I'm still optimistic, though I agree that the throughput of using pipes
and tasks to create synchronous interfaces on top of uv must be lower
than if using uv as intended, particularly if you multiplex data across
many tasks.
In the best case you essentially just want to be able to quickly
transfer large buffers from the client task to the I/O task, or the
other way. In a dual-core setup pipes should be able to do that very
fast, rarely yielding to the (Rust) scheduler. I'm assuming that we can
do that without copying buffers to and from the uv loop, and I also
assume that the current implementation requires copies. You'll still pay
the cost of dealing with the uv async callback (don't recall exactly
what it's called but it's how you wake up the loop from another thread),
so it's going to be slower, but as the general purpose I/O subsystem I
think it will be the best choice because it doesn't block your task, so
you can write task oriented code and it will do the right thing.
Maybe the best thing is just to make the choice of nonblocking versus
blocking I/O a choice that tasks can make on an individual basis. It's
a footgun to be sure; if you use blocking I/O you run the risk of
starving other tasks on the same scheduler to death, so perhaps we
should restrict this mode to schedulers with 1:1 scheduling. But this
would be in line with the general principle that we've been following
that the choice of 1:1 and M:N scheduling should be left to the user,
because there are performance advantages and disadvantages to each mode.

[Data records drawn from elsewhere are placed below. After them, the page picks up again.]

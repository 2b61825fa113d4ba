//! [`Doctor`] definitions.

use common::define_kind;
#[cfg(doc)]
use common::DateTime;
use common::{unit, DateTimeOf};
use derive_more::{AsRef, Display, From, FromStr, Into};
#[cfg(feature = "postgres")]
use postgres_types::{FromSql, ToSql};
use serde::{Deserialize, Serialize};
use uuid::Uuid;

use crate::domain::user;
#[cfg(doc)]
use crate::domain::User;

/// Doctor listed in the directory.
#[derive(Clone, Debug, From)]
pub struct Doctor {
    /// ID of this [`Doctor`].
    pub id: Id,

    /// Displayed name of this [`Doctor`].
    ///
    /// Denormalized copy of the owning [`User`]'s name, kept in sync on
    /// renames.
    pub name: user::Name,

    /// [`Specialization`] of this [`Doctor`].
    pub specialization: Specialization,

    /// [`Location`] where this [`Doctor`] receives patients.
    pub work_location: Location,

    /// ID of the [`User`] account this [`Doctor`] belongs to.
    pub user_id: user::Id,

    /// Registration [`Code`] of this [`Doctor`].
    pub code: Code,

    /// [`DateTime`] when this [`Doctor`] was created.
    pub created_at: CreationDateTime,
}

/// ID of a [`Doctor`].
#[derive(
    Clone,
    Copy,
    Debug,
    Default,
    Deserialize,
    Display,
    Eq,
    From,
    FromStr,
    Hash,
    Into,
    PartialEq,
    Serialize,
)]
#[cfg_attr(feature = "postgres", derive(ToSql, FromSql), postgres(transparent))]
pub struct Id(Uuid);

impl Id {
    /// Creates a new random [`Id`].
    #[must_use]
    pub fn new() -> Self {
        Self(Uuid::new_v4())
    }
}

define_kind! {
    #[doc = "Medical specialization of a [`Doctor`]."]
    enum Specialization {
        #[doc = "Cardiology."]
        Cardiology = 1,

        #[doc = "Dermatology."]
        Dermatology = 2,

        #[doc = "Neurology."]
        Neurology = 3,

        #[doc = "Pediatrics."]
        Pediatrics = 4,

        #[doc = "Psychiatry."]
        Psychiatry = 5,

        #[doc = "Radiology."]
        Radiology = 6,

        #[doc = "Surgery."]
        Surgery = 7,

        #[doc = "Urology."]
        Urology = 8,
    }
}

/// Work location of a [`Doctor`].
#[derive(AsRef, Clone, Debug, Display, Eq, PartialEq)]
#[as_ref(str, String)]
#[cfg_attr(feature = "postgres", derive(FromSql, ToSql), postgres(transparent))]
pub struct Location(String);

impl Location {
    /// Creates a new [`Location`].
    ///
    /// # Safety
    ///
    /// The caller must ensure that the given `location` matches the format.
    #[expect(unsafe_code, reason = "bypass")]
    #[must_use]
    pub unsafe fn new_unchecked(location: impl Into<String>) -> Self {
        Self(location.into())
    }

    /// Creates a new [`Location`] if the given `location` is valid.
    #[must_use]
    pub fn new(location: impl Into<String>) -> Option<Self> {
        let location = location.into();
        Self::check(&location).then_some(Self(location))
    }

    /// Checks whether the given `location` is a valid [`Location`].
    fn check(location: impl AsRef<str>) -> bool {
        let location = location.as_ref();
        location.trim() == location
            && !location.is_empty()
            && location.len() <= 512
    }
}

impl FromStr for Location {
    type Err = &'static str;

    fn from_str(s: &str) -> Result<Self, Self::Err> {
        Self::new(s).ok_or("invalid `Location`")
    }
}

/// Registration code of a [`Doctor`].
///
/// 8 uppercase alphanumeric characters, issued once on signup.
#[derive(AsRef, Clone, Debug, Display, Eq, PartialEq)]
#[as_ref(str, String)]
#[cfg_attr(feature = "postgres", derive(FromSql, ToSql), postgres(transparent))]
pub struct Code(String);

impl Code {
    /// Length of a [`Code`], in characters.
    const LENGTH: usize = 8;

    /// Generates a new random [`Code`].
    #[must_use]
    pub fn generate() -> Self {
        let hex = Uuid::new_v4().simple().to_string().to_uppercase();
        Self(hex[..Self::LENGTH].to_owned())
    }

    /// Creates a new [`Code`] if the given `code` is valid.
    #[must_use]
    pub fn new(code: impl Into<String>) -> Option<Self> {
        let code = code.into();
        Self::check(&code).then_some(Self(code))
    }

    /// Checks whether the given `code` is a valid [`Code`].
    fn check(code: impl AsRef<str>) -> bool {
        let code = code.as_ref();
        code.len() == Self::LENGTH
            && code.chars().all(|c| c.is_ascii_uppercase() || c.is_ascii_digit())
    }
}

impl FromStr for Code {
    type Err = &'static str;

    fn from_str(s: &str) -> Result<Self, Self::Err> {
        Self::new(s).ok_or("invalid `Code`")
    }
}

/// [`DateTime`] when a [`Doctor`] was created.
pub type CreationDateTime = DateTimeOf<(Doctor, unit::Creation)>;

#[cfg(test)]
mod spec {
    use super::Code;

    #[test]
    fn generated_code_is_8_uppercase_alphanumerics() {
        for _ in 0..64 {
            let code = Code::generate();
            assert!(
                Code::new(AsRef::<str>::as_ref(&code).to_owned()).is_some(),
                "malformed code: {code}",
            );
        }
    }

    #[test]
    fn code_rejects_wrong_shapes() {
        assert!(Code::new("ABC123").is_none());
        assert!(Code::new("abcd1234").is_none());
        assert!(Code::new("ABCD 234").is_none());
        assert!(Code::new("ABCD1234").is_some());
    }
}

I agree that we need multiple strategies, ideally that implement common
traits.
In order to have competitive performance in high-throughput applications
we need to use uv as intended and run our code inside the uv callbacks.
Right now there is no high-level API for this, so I think that when we
revisit this stuff one of the first things we need to do is add those
modules and get them solid and fast. Then rebuild everything on top of that.